Viet Nam: Relentless crackdown on freedom of speech as five more jailed
Responding to the prison sentences of between eight and 15 years handed to five peaceful protestors by the People’s Court of Ho Chi Minh City today, Minar Pimple, Amnesty International’s Senior Director for Global Operations, said:
“Luu Van Vinh is a construction worker and member of a small group interested in the environment, as well as democracy and human rights. Today, he and his co-defendants were found guilty of ‘activities aimed at overthrowing the people’s administration.’ They have already spent almost two years in prison awaiting trial. This cruel and senseless ruling is clearly aimed at stifling people’s right to speak their mind. They should immediately and unconditionally be released.
“Thirteen people have been placed behind bars in only the past five weeks for ‘crimes’ such as blogging, using Facebook and other peaceful pursuits. This is a deeply concerning escalation. These convictions and jail sentences should all be voided immediately, as should those of over one hundred other prisoners of conscience languishing in Viet Nam’s jails.
“With a new cybersecurity law taking effect in January, Viet Nam’s leaders are likely to step up their relentless crackdown against their people. As today’s ruling shows, they are feeling emboldened already, and muzzling peaceful dissent in any way they can.

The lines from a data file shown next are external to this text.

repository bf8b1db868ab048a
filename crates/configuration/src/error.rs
use thiserror::Error;

#[derive(Error, Debug)]
pub enum ConfigError {
    #[error("Failed to load configuration from file: {0}")]
    LoadError(#[from] config::ConfigError),

    #[error("Configuration validation error: {0}")]
    ValidationError(String),

    #[error("Failed to initialize logging: {0}")]
    Logging(String),
}
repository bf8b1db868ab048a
//! Plain summary statistics over `f64` samples.
//!
//! Every function returns `None` when the statistic is undefined for the
//! given sample size instead of producing `NaN`.

/// Collects the observed (non-missing, finite) values of a column.
pub fn observed(values: &[Option<f64>]) -> Vec<f64> {
    values.iter().flatten().copied().filter(|v| v.is_finite()).collect()
}

pub fn mean(values: &[f64]) -> Option<f64> {
    if values.is_empty() {
        return None;
    }
    Some(values.iter().sum::<f64>() / values.len() as f64)
}

/// Sample variance (`n - 1` denominator).
pub fn sample_variance(values: &[f64]) -> Option<f64> {
    if values.len() < 2 {
        return None;
    }
    let m = mean(values)?;
    let ss: f64 = values.iter().map(|v| (v - m) * (v - m)).sum();
    Some(ss / (values.len() - 1) as f64)
}

/// Sample standard deviation (`n - 1` denominator).
pub fn sample_std(values: &[f64]) -> Option<f64> {
    sample_variance(values).map(f64::sqrt)
}

pub fn min(values: &[f64]) -> Option<f64> {
    values.iter().copied().reduce(f64::min)
}

pub fn max(values: &[f64]) -> Option<f64> {
    values.iter().copied().reduce(f64::max)
}

pub fn median(values: &[f64]) -> Option<f64> {
    quantile(values, 0.5)
}

/// Quantile with linear interpolation between closest ranks.
pub fn quantile(values: &[f64], q: f64) -> Option<f64> {
    if values.is_empty() || !(0.0..=1.0).contains(&q) {
        return None;
    }
    let mut sorted = values.to_vec();
    sorted.sort_by(f64::total_cmp);

    let pos = q * (sorted.len() - 1) as f64;
    let lower = pos.floor() as usize;
    let upper = pos.ceil() as usize;
    let frac = pos - lower as f64;
    Some(sorted[lower] + (sorted[upper] - sorted[lower]) * frac)
}

/// Bias-adjusted Fisher-Pearson skewness. Zero for a constant sample.
pub fn skewness(values: &[f64]) -> Option<f64> {
    let n = values.len();
    if n < 3 {
        return None;
    }
    let m = mean(values)?;
    let nf = n as f64;
    let m2: f64 = values.iter().map(|v| (v - m).powi(2)).sum::<f64>() / nf;
    let m3: f64 = values.iter().map(|v| (v - m).powi(3)).sum::<f64>() / nf;
    if m2 == 0.0 {
        return Some(0.0);
    }
    Some((nf * (nf - 1.0)).sqrt() / (nf - 2.0) * m3 / m2.powf(1.5))
}

/// Bias-corrected excess kurtosis. Zero for a constant sample.
pub fn excess_kurtosis(values: &[f64]) -> Option<f64> {
    let n = values.len();
    if n < 4 {
        return None;
    }
    let m = mean(values)?;
    let nf = n as f64;
    let m2: f64 = values.iter().map(|v| (v - m).powi(2)).sum();
    let m4: f64 = values.iter().map(|v| (v - m).powi(4)).sum();
    if m2 == 0.0 {
        return Some(0.0);
    }
    let adj = 3.0 * (nf - 1.0).powi(2) / ((nf - 2.0) * (nf - 3.0));
    let numer = nf * (nf + 1.0) * (nf - 1.0) * m4;
    let denom = (nf - 2.0) * (nf - 3.0) * m2 * m2;
    Some(numer / denom - adj)
}
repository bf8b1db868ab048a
use crate::error::AnalyticsError;
use chrono::{Duration, NaiveDate};
use core_types::numeric::{max, mean, min, observed, sample_std};
use core_types::{AlignedEvent, Event, ImpactMetrics, PriceFrame};
use serde::Serialize;
use tracing::{info, warn};

/// Why an event kept empty impact metrics.
#[derive(Debug, Clone, Copy, PartialEq, Eq, Serialize)]
#[serde(rename_all = "snake_case")]
pub enum SkipReason {
    MissingDate,
    NoPricesInWindow,
    InsufficientBeforeAfter,
    DateOutOfRange,
}

#[derive(Debug, Clone, PartialEq, Serialize)]
pub struct SkippedEvent {
    /// Position of the event in the input list.
    pub index: usize,
    pub event_date: Option<NaiveDate>,
    pub reason: SkipReason,
}

/// Result of aligning a list of events. `events` has one entry per input
/// event, in input order.
#[derive(Debug, Clone, PartialEq)]
pub struct AlignmentOutcome {
    pub events: Vec<AlignedEvent>,
    pub skipped: Vec<SkippedEvent>,
    pub aligned_count: usize,
}

/// Measures how the price column moved around each event.
///
/// For an event on day `d` the samples in `[d - W, d)` form the "before" set,
/// those in `(d, d + W]` the "after" set, and `[d - W, d + W]` the full window.
/// Events lacking a date or a sample on either side keep empty metrics and are
/// listed in [`AlignmentOutcome::skipped`]; they are never dropped.
pub fn align_events_with_prices(
    prices: &PriceFrame,
    events: &[Event],
    window_days: i64,
    price_column: &str,
) -> Result<AlignmentOutcome, AnalyticsError> {
    if prices.is_empty() {
        return Err(AnalyticsError::EmptyInput("Price frame".to_string()));
    }
    if events.is_empty() {
        return Err(AnalyticsError::EmptyInput("Event list".to_string()));
    }
    if window_days <= 0 {
        return Err(AnalyticsError::InvalidParameter(format!(
            "window_days must be positive, got {window_days}"
        )));
    }
    let window = Duration::try_days(window_days).ok_or_else(|| {
        AnalyticsError::InvalidParameter(format!("window_days {window_days} is out of range"))
    })?;
    let values = prices
        .column(price_column)
        .ok_or_else(|| AnalyticsError::MissingColumn(price_column.to_string()))?;
    if !prices.is_strictly_ascending() {
        return Err(AnalyticsError::UnorderedIndex);
    }

    let dates = prices.dates();
    let mut outcome = AlignmentOutcome {
        events: Vec::with_capacity(events.len()),
        skipped: Vec::new(),
        aligned_count: 0,
    };

    for (index, event) in events.iter().enumerate() {
        let measured = match event.event_date {
            Some(date) => measure(dates, values, date, window),
            None => Err(SkipReason::MissingDate),
        };
        match measured {
            Ok(metrics) => {
                outcome.aligned_count += 1;
                outcome.events.push(AlignedEvent {
                    event: event.clone(),
                    metrics,
                });
            }
            Err(reason) => {
                warn!(index, event_date = ?event.event_date, ?reason, "Could not align event with prices.");
                outcome.skipped.push(SkippedEvent {
                    index,
                    event_date: event.event_date,
                    reason,
                });
                outcome.events.push(AlignedEvent::unaligned(event.clone()));
            }
        }
    }

    info!(
        "Aligned {} of {} events with price data.",
        outcome.aligned_count,
        events.len()
    );
    Ok(outcome)
}

fn measure(
    dates: &[NaiveDate],
    values: &[Option<f64>],
    date: NaiveDate,
    window: Duration,
) -> Result<ImpactMetrics, SkipReason> {
    let start = date.checked_sub_signed(window).ok_or(SkipReason::DateOutOfRange)?;
    let end = date.checked_add_signed(window).ok_or(SkipReason::DateOutOfRange)?;

    let lo = dates.partition_point(|d| *d < start);
    let at = dates.partition_point(|d| *d < date);
    let past = dates.partition_point(|d| *d <= date);
    let hi = dates.partition_point(|d| *d <= end);

    let full = observed(&values[lo..hi]);
    if full.is_empty() {
        return Err(SkipReason::NoPricesInWindow);
    }
    let before = observed(&values[lo..at]);
    let after = observed(&values[past..hi]);
    let (Some(price_before), Some(price_after)) = (mean(&before), mean(&after)) else {
        return Err(SkipReason::InsufficientBeforeAfter);
    };

    let price_change = price_after - price_before;
    Ok(ImpactMetrics {
        price_before: Some(price_before),
        price_after: Some(price_after),
        price_change: Some(price_change),
        price_change_pct: (price_before != 0.0).then(|| price_change / price_before * 100.0),
        max_price_window: max(&full),
        min_price_window: min(&full),
        volatility_window: sample_std(&full),
    })
}

#[cfg(test)]
mod tests {
    use super::*;
    use core_types::Column;
    use proptest::prelude::*;

    fn ymd(y: i32, m: u32, d: u32) -> NaiveDate {
        NaiveDate::from_ymd_opt(y, m, d).unwrap()
    }

    fn daily(start: NaiveDate, end: NaiveDate, price: impl Fn(usize) -> Option<f64>) -> PriceFrame {
        let dates: Vec<NaiveDate> = start.iter_days().take_while(|d| *d <= end).collect();
        let values = (0..dates.len()).map(price).collect();
        PriceFrame::new(dates, vec![Column::new("price", values)]).unwrap()
    }

    fn event(date: NaiveDate) -> Event {
        Event {
            event_date: Some(date),
            event_type: Some("Economic".into()),
            ..Event::default()
        }
    }

    #[test]
    fn means_match_the_exact_thirty_day_slices() {
        let start = ymd(2020, 2, 1);
        let frame = daily(start, ymd(2020, 4, 30), |i| Some(50.0 + i as f64));
        let d = ymd(2020, 3, 9);
        let outcome = align_events_with_prices(&frame, &[event(d)], 30, "price").unwrap();

        // Offsets from 2020-02-01: the event is day 37, the window starts on
        // 2020-02-08 (day 7) and ends on 2020-04-08 (day 67).
        let offset = |date: NaiveDate| (date - start).num_days() as f64;
        let before: Vec<f64> = (7..37).map(|i| 50.0 + i as f64).collect();
        let after: Vec<f64> = (38..68).map(|i| 50.0 + i as f64).collect();
        assert_eq!(offset(d), 37.0);

        let m = outcome.events[0].metrics;
        assert_eq!(m.price_before, mean(&before));
        assert_eq!(m.price_after, mean(&after));
        assert_eq!(m.max_price_window, Some(117.0));
        assert_eq!(m.min_price_window, Some(57.0));
        assert_eq!(outcome.aligned_count, 1);
        assert!(outcome.skipped.is_empty());
    }

    #[test]
    fn event_at_series_start_keeps_empty_metrics() {
        let frame = daily(ymd(2020, 2, 1), ymd(2020, 4, 30), |_| Some(10.0));
        let events = [event(ymd(2020, 2, 1)), event(ymd(2020, 3, 1))];
        let outcome = align_events_with_prices(&frame, &events, 30, "price").unwrap();

        assert_eq!(outcome.events.len(), 2);
        assert_eq!(outcome.events[0].metrics, ImpactMetrics::default());
        assert!(outcome.events[1].is_aligned());
        assert_eq!(
            outcome.skipped,
            vec![SkippedEvent {
                index: 0,
                event_date: Some(ymd(2020, 2, 1)),
                reason: SkipReason::InsufficientBeforeAfter,
            }]
        );
    }

    #[test]
    fn undated_and_distant_events_are_skipped() {
        let frame = daily(ymd(2020, 2, 1), ymd(2020, 4, 30), |_| Some(10.0));
        let events = [Event::default(), event(ymd(2010, 1, 1))];
        let outcome = align_events_with_prices(&frame, &events, 30, "price").unwrap();

        let reasons: Vec<SkipReason> = outcome.skipped.iter().map(|s| s.reason).collect();
        assert_eq!(reasons, vec![SkipReason::MissingDate, SkipReason::NoPricesInWindow]);
        assert_eq!(outcome.aligned_count, 0);
    }

    #[test]
    fn zero_before_price_has_no_percentage() {
        let frame = daily(ymd(2020, 1, 1), ymd(2020, 1, 5), |i| Some(if i < 2 { 0.0 } else { 4.0 }));
        let outcome = align_events_with_prices(&frame, &[event(ymd(2020, 1, 3))], 2, "price").unwrap();

        let m = outcome.events[0].metrics;
        assert_eq!(m.price_before, Some(0.0));
        assert_eq!(m.price_change, Some(4.0));
        assert_eq!(m.price_change_pct, None);
    }

    #[test]
    fn gaps_do_not_count_as_samples() {
        let frame = daily(ymd(2020, 1, 1), ymd(2020, 1, 5), |i| (i != 0).then_some(1.0 + i as f64));
        let outcome = align_events_with_prices(&frame, &[event(ymd(2020, 1, 2))], 1, "price").unwrap();
        assert!(!outcome.events[0].is_aligned());
        assert_eq!(outcome.skipped[0].reason, SkipReason::InsufficientBeforeAfter);
    }

    #[test]
    fn structural_problems_fail_fast() {
        let frame = daily(ymd(2020, 1, 1), ymd(2020, 1, 10), |_| Some(1.0));
        let events = [event(ymd(2020, 1, 5))];

        assert!(matches!(
            align_events_with_prices(&PriceFrame::default(), &events, 30, "price"),
            Err(AnalyticsError::EmptyInput(_))
        ));
        assert!(matches!(
            align_events_with_prices(&frame, &[], 30, "price"),
            Err(AnalyticsError::EmptyInput(_))
        ));
        assert_eq!(
            align_events_with_prices(&frame, &events, 30, "close"),
            Err(AnalyticsError::MissingColumn("close".into()))
        );
        assert!(matches!(
            align_events_with_prices(&frame, &events, 0, "price"),
            Err(AnalyticsError::InvalidParameter(_))
        ));

        let unordered = PriceFrame::new(
            vec![ymd(2020, 1, 2), ymd(2020, 1, 1)],
            vec![Column::new("price", vec![Some(1.0), Some(2.0)])],
        )
        .unwrap();
        assert_eq!(
            align_events_with_prices(&unordered, &events, 30, "price"),
            Err(AnalyticsError::UnorderedIndex)
        );
    }

    proptest! {
        #[test]
        fn output_matches_input_order_and_change_identity(
            offsets in proptest::collection::vec(-40i64..120, 1..20),
            window in 1i64..45,
        ) {
            let start = ymd(2020, 1, 1);
            let frame = daily(start, ymd(2020, 3, 31), |i| Some(30.0 + (i % 7) as f64));
            let events: Vec<Event> = offsets.iter().map(|o| event(start + Duration::days(*o))).collect();

            let outcome = align_events_with_prices(&frame, &events, window, "price").unwrap();
            prop_assert_eq!(outcome.events.len(), events.len());
            prop_assert_eq!(outcome.aligned_count + outcome.skipped.len(), events.len());
            for (aligned, original) in outcome.events.iter().zip(&events) {
                prop_assert_eq!(&aligned.event, original);
                if let (Some(b), Some(a), Some(c)) = (
                    aligned.metrics.price_before,
                    aligned.metrics.price_after,
                    aligned.metrics.price_change,
                ) {
                    prop_assert_eq!(c, a - b);
                }
            }
        }
    }
}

It’s time to reverse direction and let the people of Viet Nam be free to express themselves and enjoy their human rights.”
On 5 October 2018, the People’s Court of Ho Chi Minh City handed prisons sentences to Luu Van Vinh (15 years), Nguyen Van Duc Do (11 years), Tu Cong Nghia (10 years), Nguyen Quoc Hoan (13 years) and Phan Trung (8 years), after convicting them of “activities aimed at overthrowing the people’s administration” under Article 79 of Vietnam’s Penal Code.

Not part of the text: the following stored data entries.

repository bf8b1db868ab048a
use anyhow::Context;
use std::path::Path;

// Entry point for `cargo run -p web-server`. Reads `config.toml` from the
// working directory and serves the API.
#[tokio::main]
async fn main() -> anyhow::Result<()> {
    dotenvy::dotenv().ok();

    let config = configuration::load_config(Path::new(configuration::DEFAULT_CONFIG_PATH))
        .context("Failed to load configuration")?;
    let _log_guard = configuration::init_tracing(&config.logging).context("Failed to initialize logging")?;

    web_server::run_server(config).await
}
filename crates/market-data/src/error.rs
use chrono::NaiveDate;
use core_types::CoreError;
use std::path::PathBuf;
use thiserror::Error;

/// Structural problems with a data file. These abort the load.
#[derive(Error, Debug)]
pub enum LoadError {
    #[error("File not found: {0}")]
    NotFound(PathBuf),

    #[error("File is empty: {0}")]
    EmptyFile(PathBuf),

    #[error("Failed to read {path}: {source}")]
    Io {
        path: PathBuf,
        #[source]
        source: std::io::Error,
    },

    #[error("Failed to parse CSV file {path}: {source}")]
    Csv {
        path: PathBuf,
        #[source]
        source: csv::Error,
    },

    #[error("Missing required columns in {path}: {columns:?}")]
    MissingColumns { path: PathBuf, columns: Vec<String> },

    #[error("Failed to parse date '{value}' on line {line} of {path}")]
    InvalidDate {
        path: PathBuf,
        line: usize,
        value: String,
    },

    #[error("No numeric price column found in {0}")]
    NoNumericColumns(PathBuf),

    #[error("start_date ({start}) must be less than or equal to end_date ({end})")]
    InvalidRange { start: NaiveDate, end: NaiveDate },

    #[error("No data remaining after date filtering")]
    EmptyAfterFilter,

    #[error(transparent)]
    Core(#[from] CoreError),

    #[error("Data validation failed: {0}")]
    Validation(#[from] ValidationError),
}

/// Data quality failures raised by validation and preprocessing.
#[derive(Error, Debug, PartialEq)]
pub enum ValidationError {
    #[error("{0} is empty")]
    Empty(String),

    #[error("Missing required columns: {0:?}")]
    MissingColumns(Vec<String>),

    #[error("DataFrame is empty after preprocessing with '{0}'")]
    EmptyAfterPreprocessing(String),
}
//! # Oil Insight Web Server
//!
//! A read-only JSON API over the price series, the market events and the
//! analytics derived from them.
//!
//! ## Architectural Principles
//!
//! - **Load once, serve many:** All data is loaded, validated and aligned in
//!   `AppState::initialize` before the listener is bound. Handlers share the
//!   state behind an `Arc` and never mutate it.
//! - **One envelope:** Every route except `/api/health` answers with
//!   `{data, status, status_code}` on success and
//!   `{error, error_type, status_code}` on failure.
//!
//! ## Public API
//!
//! - `build_router`: The axum `Router` with every route and middleware.
//! - `run_server`: Initializes the state and serves until shutdown.
//! - `AppState`, `AppError`, `ApiResponse`: The shared state, error and response types.

use axum::{Router, extract::DefaultBodyLimit, routing::get};
use configuration::Config;
use std::sync::Arc;
use tower_http::{
    cors::{AllowHeaders, AllowOrigin, Any, CorsLayer, ExposeHeaders},
    trace::TraceLayer,
};

pub mod error;
pub mod handlers;
pub mod params;
pub mod responses;
pub mod state;

pub use error::AppError;
pub use responses::ApiResponse;
pub use state::AppState;

/// Wires every route to its handler.
pub fn build_router(state: Arc<AppState>) -> Router {
    let body_limit = state.config.server.body_limit_bytes;
    let cors = CorsLayer::new()
        .allow_origin(AllowOrigin::any())
        .allow_methods(Any)
        .allow_headers(AllowHeaders::any())
        .expose_headers(ExposeHeaders::any());

    Router::new()
        .route("/api/health", get(handlers::health))
        .route("/api/price-data", get(handlers::get_price_data))
        .route("/api/events", get(handlers::get_events))
        .route("/api/event-filters", get(handlers::get_event_filters))
        .route("/api/statistics", get(handlers::get_statistics))
        .route("/api/event-correlation", get(handlers::get_event_correlation))
        .route("/api/event-impact", get(handlers::get_event_impact))
        .route("/api/analysis", get(handlers::get_analysis))
        .route("/api/change-points", get(handlers::get_change_points))
        .with_state(state)
        .layer(cors)
        // Logs every incoming request.
        .layer(TraceLayer::new_for_http())
        .layer(DefaultBodyLimit::max(body_limit))
}

/// Loads the data described by `config` and serves the API on the configured
/// address. Tracing must already be initialized by the caller.
pub async fn run_server(config: Config) -> anyhow::Result<()> {
    let addr = config.server.socket_addr();

    // File loading and alignment are blocking work.
    let state = tokio::task::spawn_blocking(move || AppState::initialize(config)).await?;
    let app = build_router(Arc::new(state));

    let listener = tokio::net::TcpListener::bind(addr).await?;
    tracing::info!("Web server listening on http://{}", addr);
    axum::serve(listener, app).await?;

    Ok(())
}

Luu Van Vinh had been active in peacefully protesting Chinese maritime activity in the disputed South China Sea and the government’s response to the Formosa environmental disaster, a massive toxic spill from a Taiwanese steel plant in Viet Nam’s central coast. His co-defendants are accused of belonging to a small local group Vinh founded to promote democracy and human rights called the “Coalition of Self-determined Vietnamese Peoples.”
In pre-trial detention since November 2016, their detention was denounced as unlawful and arbitrary by the UN Working Group on Arbitrary Detention in May 2018.
This verdict is the latest in a recent wave of repressive rulings. Amnesty is aware of another eight people jailed last month merely for exercising peacefully their right to freedom of expression.